It's kind of hard to play a lot of video games while holding an infant child. It's certainly possible, but I had to accept that I was going to be less precise in my inputs whether I was holding a PlayStation controller or a keyboard and mouse. It seemed like a perfect time to try out a game that only requires a mouse to play -- a perfect time to finally try out Disco Elysium!

Disco Elysium is a unique and experimental RPG that straddles the line between RPG, point-and-click adventure, and walking sim. Most RPGs have combat of varying degrees of complexity in order to give all the various character stats and progression systems something to do. Disco Elysium completely eschews those conventions. I think I fired a gun maybe three times in my entire play time with the game (across a campaign and a half that I played prior to reviewing), and one of those gunshots was against a corpse hanging from a tree. Oh and I roundhouse kicked a a racist beefcake (you know, in order to establish my own racial superiority). Not exactly Call of Duty over here.

It may not require the twitch reflexes that many "gamer bros" expect every game to have, but games like this have been a godsend for those of us who only have one free hand to hold a mouse, because the other arm is holding a sleeping infant. It also happens to be a really good game.

I maybe fired a gun thrice, and roundhouse kicked a racist once, in 40+ hours of gameplay.

Inner dialogue

Instead of channeling character stats into gauntlets of filler combat encounters as a way of accumulating experience to improve those stats for the next combat encounters, Disco Elysium channels all of its character attributes into conversation trees. But these conversations aren't just with the other characters who I interview as part of the murder mystery plot. These conversations are also with the character's own inner monologue.

You see, the skills in Disco Elysium aren't like the skills of most other RPGs. They don't determine the character's physical strength, or agility, or skill with various weapons, or a blanket "charisma" attribute that determines if people believe your lies or are swayed by your arguments. No, instead, all of the skills of Disco Elysium represent elements of the protagonist's personality and psyche. Those skills will even pop up during dialogue and allow the character to have arguments or conversations with his own inner monologue. Each skill is like a voice in the protagonist's head, telling him what to do, or how to interpret the events he encounters. Each skill is sort of a character in its own right.

The character's skills talk to him, giving the player insight into the game world and current circumstances,
and also (sometimes flawed) advice about how to proceed.

I'm reminded of the psychosis voices of Hellblade: Senua's Sacrifice, with each voice shouting over the others trying to tell Senua what to do or telling her that she's worthless and can't do anything right. Except in Disco Elysium, the player can actually have conversations with those voices. You can talk back to them.
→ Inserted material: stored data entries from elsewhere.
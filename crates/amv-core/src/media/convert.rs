//! Transcoding media files to WAV with ffmpeg.

use crate::audit::AuditLog;
use crate::config::{ConvertConfig, SetupConfig, ToolPaths};
use crate::error::{AmvError, Result};
use crate::platform::{run_async_with_timeout, tail_chars};
use crate::separation::is_wav;
use std::path::{Path, PathBuf};
use tracing::info;

/// Converts one file to `<stem>.wav` beside it.
#[derive(Debug, Clone)]
pub struct ConvertJob {
    input: PathBuf,
    program: PathBuf,
    audit: Option<AuditLog>,
}

impl ConvertJob {
    pub fn new(input: impl Into<PathBuf>, tools: &ToolPaths) -> Self {
        Self {
            input: input.into(),
            program: tools.ffmpeg.clone(),
            audit: None,
        }
    }

    pub fn with_audit(mut self, audit: AuditLog) -> Self {
        self.audit = Some(audit);
        self
    }

    pub fn input(&self) -> &Path {
        &self.input
    }

    pub fn output_path(&self) -> PathBuf {
        self.input.with_extension("wav")
    }

    pub fn build_argv(&self) -> Vec<String> {
        vec![
            self.program.to_string_lossy().to_string(),
            "-i".into(),
            self.input.to_string_lossy().to_string(),
            "-vn".into(),
            "-acodec".into(),
            ConvertConfig::AUDIO_CODEC.into(),
            "-ar".into(),
            ConvertConfig::SAMPLE_RATE.to_string(),
            "-ac".into(),
            ConvertConfig::CHANNELS.to_string(),
            "-y".into(),
            self.output_path().to_string_lossy().to_string(),
        ]
    }

    /// Run ffmpeg and return the written WAV path.
    pub async fn run(&self) -> Result<PathBuf> {
        if !self.input.is_file() {
            return Err(AmvError::FileNotFound(self.input.clone()));
        }
        if is_wav(&self.input) {
            return Err(AmvError::Validation {
                field: "input".into(),
                message: format!("{} is already WAV", self.input.display()),
            });
        }

        let argv = self.build_argv();
        if let Some(audit) = &self.audit {
            audit.command(&argv);
        }

        let output = run_async_with_timeout(&argv, SetupConfig::STEP_TIMEOUT).await?;
        if let Some(audit) = &self.audit {
            audit.command_output(output.code, &output.stdout, &output.stderr);
        }

        let out_path = self.output_path();
        if output.success() && out_path.exists() {
            info!("Converted {} -> {}", self.input.display(), out_path.display());
            return Ok(out_path);
        }

        let tail = tail_chars(output.stderr.trim(), ConvertConfig::ERROR_TAIL_CHARS);
        Err(AmvError::JobFailed {
            message: if tail.is_empty() {
                "Conversion failed: Unknown error".to_string()
            } else {
                format!("Conversion failed: {}", tail)
            },
        })
    }
}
These skills will pop up from time to time as interjections during conversations to make observations about what is happening or to recommend specific courses or action or responses. It's also a great way of delivering exposition and ensuring that the player knows any relevant details that the character should know. But they aren't always completely reliable. Sometimes blindly following the advice of these skills can land you in trouble.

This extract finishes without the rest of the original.